Is this young scamp mocking me? The professor wondered.
“Does something amuse you Mister… Mister, what’s your name?” he asked.
“Baranov, sir, Anatol Baranov. I was smiling because I’m looking forward to your class. I was hoping to be a student of yours last year but I was…..occupied.”
Professor Nelson walked to his desk and retrieved his glasses.
He peered at the newcomer and hesitated. “Any relation to
Dr. Baranov, the Nobel Peace Prize winner?”
“He’s my father, Sir.”
Professor Nelson took a closer look at his student, continued with his lecture but found it difficult to concentrate.
“Julie de Laperouse,” he thought. “Oh, Julie…” His mind whirled. His voice went into automatic, giving his introductory lecture by rote.
He was relieved when at last he dismissed the class and slipped into his office where he could think. He sat down behind his desk and put his head into his hands. “Did you ever know how much I loved you, Julie?” he asked out loud.
“Do you know how much I love you still? Not a day goes by that I don’t look at your photograph and wonder what it would have been like if you had married me. And now your son is in my class.”
Young Baranov proved to be a bright student. Always with a ready answer and intelligent questions. Under normal circumstances, such a student would have been a pleasure to teach and would have made the semester fly. But it pained and disturbed him to see this student every day. The same brown hair, the same dark eyes, the same quizzical smile. He resembled his mother so much professor Nelson couldn’t bear to look at him.
One day when he was going through the class roster, his eyes fell on Anatol Baranov’s birth date and he paused. “Oh, God,” he thought. He relived those days by the seaside, the weekend before her wedding, when she said she loved him.
What happened to us, Julie? How could you not tell me? “This is my son.”
********
Once, before Christmas, he ran into Anatol in the student’s cafeteria where he had dropped in for a cup of coffee.

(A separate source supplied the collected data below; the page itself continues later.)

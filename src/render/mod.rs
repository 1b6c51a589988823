pub mod links;
pub mod markdown;
pub mod math;

use serde::Serialize;

use crate::config::RenderConfig;
use crate::error::Result;
use crate::tags::TagRegistry;

/// Result of rendering one Markdown document.
#[derive(Debug, Clone, Serialize)]
pub struct Rendered {
    /// Final HTML, safe to inject into a page.
    pub html: String,
    /// Paper IDs from `{{papers: …}}` tags, in document order, unresolved.
    /// The hosting page fetches their metadata and fills the placeholders.
    pub paper_ids: Vec<String>,
}

/// The assembled pipeline: tag expansion, math, base Markdown render, link
/// hardening.
///
/// One instance is immutable after construction and carries no per-call
/// state, so it can be shared across any number of independent render calls.
pub struct Renderer {
    config: RenderConfig,
    tags: TagRegistry,
}

impl Renderer {
    /// Build a renderer from a validated config.
    pub fn new(config: RenderConfig) -> Result<Self> {
        let tags = TagRegistry::new(&config)?;
        Ok(Self { config, tags })
    }

    /// Render one Markdown document to HTML.
    ///
    /// Tag expansion runs before the math pass: tag output is generated from
    /// our own templates and contains no `$`, while KaTeX output is not ours
    /// and may contain `{{`.
    pub fn render(&self, input: &str) -> Result<Rendered> {
        let expanded = self.tags.expand(input)?;
        let with_math = math::render_math(&expanded.markdown);
        let html = markdown::markdown_to_html(&with_math, &self.config.markdown);
        let html = links::harden_external_links(&html);
        tracing::debug!(
            bytes_in = input.len(),
            bytes_out = html.len(),
            papers = expanded.paper_ids.len(),
            "rendered document"
        );
        Ok(Rendered {
            html,
            paper_ids: expanded.paper_ids,
        })
    }
}

/// Minimal HTML text escaping for error spans built outside the template
/// engine.
pub(crate) fn escape_html(s: &str) -> String {
    let mut out = String::with_capacity(s.len());
    for c in s.chars() {
        match c {
            '&' => out.push_str("&amp;"),
            '<' => out.push_str("&lt;"),
            '>' => out.push_str("&gt;"),
            '"' => out.push_str("&quot;"),
            _ => out.push(c),
        }
    }
    out
}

“It’s good to see you, Professor. Will you sit down and join me? I’m just having my lunch.”
Patrick Nelson hesitated. “Hmm, yes, I think I need a break.”
Anatol smiled and pulled out a chair for him. They made idle conversation for a while and Anatol showed the professor the book he was reading. “It’s interesting,” he said. “So much I read in this book is true. At least I think so.”
“Oh, a book of quotations,” Patrick said and smiled. “Yes, many quotations are concise and say what we think or want to say ourselves.”
“My favorite so far is, ‘Of all Sad Words of Tongue or Pen, the Saddest are these, "It Might Have Been.’” Anatol paused. “Do you think it’s true, Professor? Did you pass up any opportunities in your life you now regret?”
Patrick shifted in his chair and glanced at the young man in front of him. “Regrets? I have a few.”
©Amy Thompson. Jan 11th 2011.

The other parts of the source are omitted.